Warning: Invalid argument supplied for foreach() in /data/phpspider/zhask/libs/tag.function.php on line 1116

Notice: Undefined index: in /data/phpspider/zhask/libs/function.php on line 180

Warning: array_chunk() expects parameter 1 to be array, null given in /data/phpspider/zhask/libs/function.php on line 181
如何使用Spark Scala API阅读卡夫卡中的消息_Scala_Apache Spark_Apache Kafka_Hbase_Spark Streaming - Fatal编程技术网

如何使用Spark Scala API阅读卡夫卡中的消息

如何使用Spark Scala API阅读卡夫卡中的消息,scala,apache-spark,apache-kafka,hbase,spark-streaming,Scala,Apache Spark,Apache Kafka,Hbase,Spark Streaming,我无法在msgItr中接收消息,在使用kafka命令的command promt中,我可以看到分区中的消息。请告诉我这里发生了什么事。我该怎么做才能得到这些信息 我试图打印,但没有打印。可能是因为它是一个RDD,并且正在executor节点上打印某些内容 val ssc = new StreamingContext(conf, Seconds(props.getProperty("spark.streaming.batchDuration").toInt)) val topics =

我无法在msgItr中接收消息,在使用kafka命令的command promt中,我可以看到分区中的消息。请告诉我这里发生了什么事。我该怎么做才能得到这些信息

我试图打印,但没有打印。
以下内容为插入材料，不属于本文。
//! Store value types.

use courseloom_core::{Error, Result};
use courseloom_graph::{FileRef, GraphSnapshot};
use serde::{Deserialize, Serialize};

/// Lifecycle state of a course. Serialized to the legacy wire strings
/// (`NEEDS_INIT`, …) only at the boundary.
#[derive(Debug, Clone, Copy, PartialEq, Eq, Serialize, Deserialize)]
#[serde(rename_all = "SCREAMING_SNAKE_CASE")]
pub enum CourseStatus {
    /// No course document exists yet; an instructor must initialize it.
    NeedsInit,
    /// A document exists but holds no usable corpus/graph.
    NotReady,
    /// Initialization is in progress.
    Generating,
    /// Corpus and graph are ready to serve.
    Active,
}

impl CourseStatus {
    pub fn as_str(&self) -> &'static str {
        match self {
            CourseStatus::NeedsInit => "NEEDS_INIT",
            CourseStatus::NotReady => "NOT_READY",
            CourseStatus::Generating => "GENERATING",
            CourseStatus::Active => "ACTIVE",
        }
    }

    pub fn parse(raw: &str) -> Result<Self> {
        match raw {
            "NEEDS_INIT" => Ok(CourseStatus::NeedsInit),
            "NOT_READY" => Ok(CourseStatus::NotReady),
            "GENERATING" => Ok(CourseStatus::Generating),
            "ACTIVE" => Ok(CourseStatus::Active),
            other => Err(Error::Database(format!("unknown course status: {other}"))),
        }
    }
}

/// A full course document.
#[derive(Debug, Clone)]
pub struct CourseRecord {
    pub course_id: String,
    pub status: CourseStatus,
    pub corpus_id: Option<String>,
    pub indexed_files: Vec<FileRef>,
    pub graph: Option<GraphSnapshot>,
}

#[cfg(test)]
mod tests {
    use super::*;

    #[test]
    fn test_status_round_trip() {
        for status in [
            CourseStatus::NeedsInit,
            CourseStatus::NotReady,
            CourseStatus::Generating,
            CourseStatus::Active,
        ] {
            assert_eq!(CourseStatus::parse(status.as_str()).unwrap(), status);
        }
        assert!(CourseStatus::parse("BOGUS").is_err());
    }

    #[test]
    fn test_status_wire_format() {
        let json = serde_json::to_string(&CourseStatus::NeedsInit).unwrap();
        assert_eq!(json, "\"NEEDS_INIT\"");
    }
}
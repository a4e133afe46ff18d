use chrono::{NaiveDate, Utc};

use crate::models::{midnight, Booking, Car, STATUS_CONFIRMED};

/// Builds a car with plausible fleet data around the given id, price and flag
pub fn sample_car(id: &str, daily_price: f64, available: bool) -> Car {
    Car {
        id: id.to_string(),
        brand: "Porsche".to_string(),
        model: "GT3".to_string(),
        year: 2023,
        daily_price,
        available,
        plate: format!("PLATE-{}", id),
        color: "White".to_string(),
        kilometers: 1000,
        created_at: Utc::now(),
    }
}

/// Builds a confirmed booking covering `start..=end`
pub fn sample_booking(id: &str, car_id: &str, start: NaiveDate, end: NaiveDate) -> Booking {
    let days = (end - start).num_days().max(1);
    Booking {
        id: id.to_string(),
        car_id: car_id.to_string(),
        customer_name: "Test Customer".to_string(),
        customer_email: "test@test.com".to_string(),
        start_date: midnight(start),
        end_date: midnight(end),
        status: STATUS_CONFIRMED.to_string(),
        total_price: days as f64 * 100.0,
        created_at: Utc::now(),
    }
}

/// Same as `sample_booking` with a different status
pub fn booking_with_status(
    id: &str,
    car_id: &str,
    start: NaiveDate,
    end: NaiveDate,
    status: &str,
) -> Booking {
    Booking {
        status: status.to_string(),
        ..sample_booking(id, car_id, start, end)
    }
}
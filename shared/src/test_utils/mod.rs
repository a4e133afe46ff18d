pub mod fixtures;
pub mod mock_rental_store;
pub mod test_logging;
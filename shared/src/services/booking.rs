use chrono::{NaiveDate, Utc};
use log::{debug, error, info};
use std::sync::Arc;
use thiserror::Error;
use uuid::Uuid;

use super::clock::{Clock, SystemClock};
use crate::models::{midnight, Booking, Car, STATUS_CONFIRMED};
use crate::store::RentalStore;

pub const BOOKING_ID_PREFIX: &str = "BOOKING-";

/// Reasons a booking request is turned down.
///
/// Everything except `PersistenceFailure` is the caller's to fix.
#[derive(Error, Debug, Clone, PartialEq)]
pub enum BookingError {
    #[error("Car {0} not found")]
    CarNotFound(String),

    #[error("Car {0} is not available")]
    CarUnavailable(String),

    #[error("Car {car_id} is already booked from {start} to {end}")]
    DateConflict {
        car_id: String,
        start: NaiveDate,
        end: NaiveDate,
    },

    #[error("Cannot book dates in the past")]
    PastDate,

    #[error("End date must be after start date")]
    InvalidDateRange,

    #[error("Customer name must not be empty")]
    EmptyCustomerName,

    #[error("Failed to create booking")]
    PersistenceFailure,
}

impl BookingError {
    pub fn is_user_error(&self) -> bool {
        !matches!(self, BookingError::PersistenceFailure)
    }
}

/// A booking request as it arrives from the boundary.
#[derive(Debug, Clone)]
pub struct NewBooking {
    pub car_id: String,
    pub customer_name: String,
    pub customer_email: String,
    pub start_date: NaiveDate,
    pub end_date: NaiveDate,
}

/// Validates booking requests and records the ones that pass.
///
/// There is no isolation between the overlap check and the append: two
/// concurrent requests for the same car and days can both succeed. Closing
/// that needs a per-car lock or a store with conditional writes.
pub struct BookingService<S: RentalStore> {
    store: Arc<S>,
    clock: Arc<dyn Clock>,
}

impl<S: RentalStore> BookingService<S> {
    pub fn new(store: Arc<S>) -> Self {
        Self::with_clock(store, Arc::new(SystemClock))
    }

    pub fn with_clock(store: Arc<S>, clock: Arc<dyn Clock>) -> Self {
        Self { store, clock }
    }

    /// Runs the booking rules in order and persists the result.
    ///
    /// The order is fixed: car exists, car available, no overlap with a
    /// confirmed booking, start not in the past, positive duration, non-empty
    /// customer name. A request that is both past and overlapping reports
    /// `DateConflict`.
    pub async fn create_booking(&self, request: NewBooking) -> Result<Booking, BookingError> {
        let cars = self.store.list_cars().await;
        let car = find_car(&cars, &request.car_id)?;

        if !car.available {
            return Err(BookingError::CarUnavailable(car.id.clone()));
        }

        let bookings = self.store.list_bookings().await;
        check_overlap(&bookings, &request)?;

        if request.start_date < self.clock.today() {
            return Err(BookingError::PastDate);
        }

        let duration_days = (request.end_date - request.start_date).num_days();
        if duration_days <= 0 {
            return Err(BookingError::InvalidDateRange);
        }

        if request.customer_name.is_empty() {
            return Err(BookingError::EmptyCustomerName);
        }

        let total_price = duration_days as f64 * car.daily_price;
        debug!(
            "Pricing car {}: {} days x {} = {}",
            car.id, duration_days, car.daily_price, total_price
        );

        let booking = Booking {
            id: format!("{}{}", BOOKING_ID_PREFIX, Uuid::new_v4()),
            car_id: request.car_id,
            customer_name: request.customer_name,
            customer_email: request.customer_email,
            start_date: midnight(request.start_date),
            end_date: midnight(request.end_date),
            status: STATUS_CONFIRMED.to_string(),
            total_price,
            created_at: Utc::now(),
        };

        if !self.store.append_booking(&booking).await {
            error!("Store rejected booking {} for car {}", booking.id, booking.car_id);
            return Err(BookingError::PersistenceFailure);
        }

        info!(
            "Booked car {} from {} to {} as {}",
            booking.car_id,
            booking.start_day(),
            booking.end_day(),
            booking.id
        );
        Ok(booking)
    }
}

fn find_car<'a>(cars: &'a [Car], car_id: &str) -> Result<&'a Car, BookingError> {
    cars.iter()
        .find(|c| c.id == car_id)
        .ok_or_else(|| BookingError::CarNotFound(car_id.to_string()))
}

fn check_overlap(bookings: &[Booking], request: &NewBooking) -> Result<(), BookingError> {
    let conflict = bookings.iter().find(|b| {
        b.car_id == request.car_id
            && b.is_confirmed()
            && b.overlaps(request.start_date, request.end_date)
    });

    match conflict {
        Some(existing) => Err(BookingError::DateConflict {
            car_id: request.car_id.clone(),
            start: existing.start_day(),
            end: existing.end_day(),
        }),
        None => Ok(()),
    }
}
可能是因为它是一个RDD,并且正在executor节点上打印某些内容

    val ssc = new StreamingContext(conf, Seconds(props.getProperty("spark.streaming.batchDuration").toInt))

val topics = Set(props.getProperty("kafkaConf.topic"))

// TODO: Externalize StorageLevel to props file
val storageLevel: StorageLevel = StorageLevel.MEMORY_AND_DISK_SER_2

//"zookeeper.connect" -> "fepp-cdhmn-d2.fepoc.com"
val kafkaParams = Map[String, Object](
  // the usual params, make sure to change the port in bootstrap.servers if 9092 is not TLS
  "zookeeper.connect" -> props.getProperty("kafkaConf.zookeeper.connect"),
  "bootstrap.servers" -> props.getProperty("kafkaConf.bootstrap.servers"),
  "group.id" -> props.getProperty("kafkaConf.group.id"),
  "zookeeper.connection.timeout.ms" -> props.getProperty("kafkaConf.zookeeper.connection.timeout.ms"),
  "security.protocol" -> props.getProperty("kafkaConf.security.protocol"),
  "ssl.protocol" -> props.getProperty("kafkaConf.ssl.protocol"),
  "ssl.keymanager.algorithm" -> props.getProperty("kafkaConf.ssl.keymanager.algorithm"),
  "ssl.enabled.protocols" -> props.getProperty("kafkaConf.ssl.enabled.protocols"),
  "ssl.truststore.type" -> props.getProperty("kafkaConf.ssl.truststore.type"),
  "ssl.keystore.type" -> props.getProperty("kafkaConf.ssl.keystore.type"),
  "ssl.truststore.location" -> props.getProperty("kafkaConf.ssl.truststore.location"),
  "ssl.truststore.password" -> props.getProperty("kafkaConf.ssl.truststore.password"),
  "ssl.keystore.location" -> props.getProperty("kafkaConf.ssl.keystore.location"),
  "ssl.keystore.password" -> props.getProperty("kafkaConf.ssl.keystore.password"),
  "ssl.key.password" -> props.getProperty("kafkaConf.ssl.key.password"),
  "key.deserializer" -> classOf[StringDeserializer],
  "value.deserializer" -> classOf[StringDeserializer],
  "auto.offset.reset" -> props.getProperty("kafkaConf.auto.offset.reset"),
  "enable.auto.commit" -> (props.getProperty("kafkaConf.enable.auto.commit").toBoolean: java.lang.Boolean),
  "key.serializer" -> "org.apache.kafka.common.serialization.StringSerializer",
  "value.serializer" -> "org.apache.kafka.common.serialization.StringSerializer"
  //"heartbeat.interval.ms" -> props.getProperty("kafkaConf.heartbeat.interval.ms"),
  //"session.timeout.ms" -> props.getProperty("kafkaConf.session.timeout.ms")
)

// Must use the direct api as the old api does not support SSL
log.debug("Creating direct kafka stream")
val kafkaStream = KafkaUtils.createDirectStream[String, String](ssc, PreferConsistent,
  Subscribe[String, String](topics, kafkaParams))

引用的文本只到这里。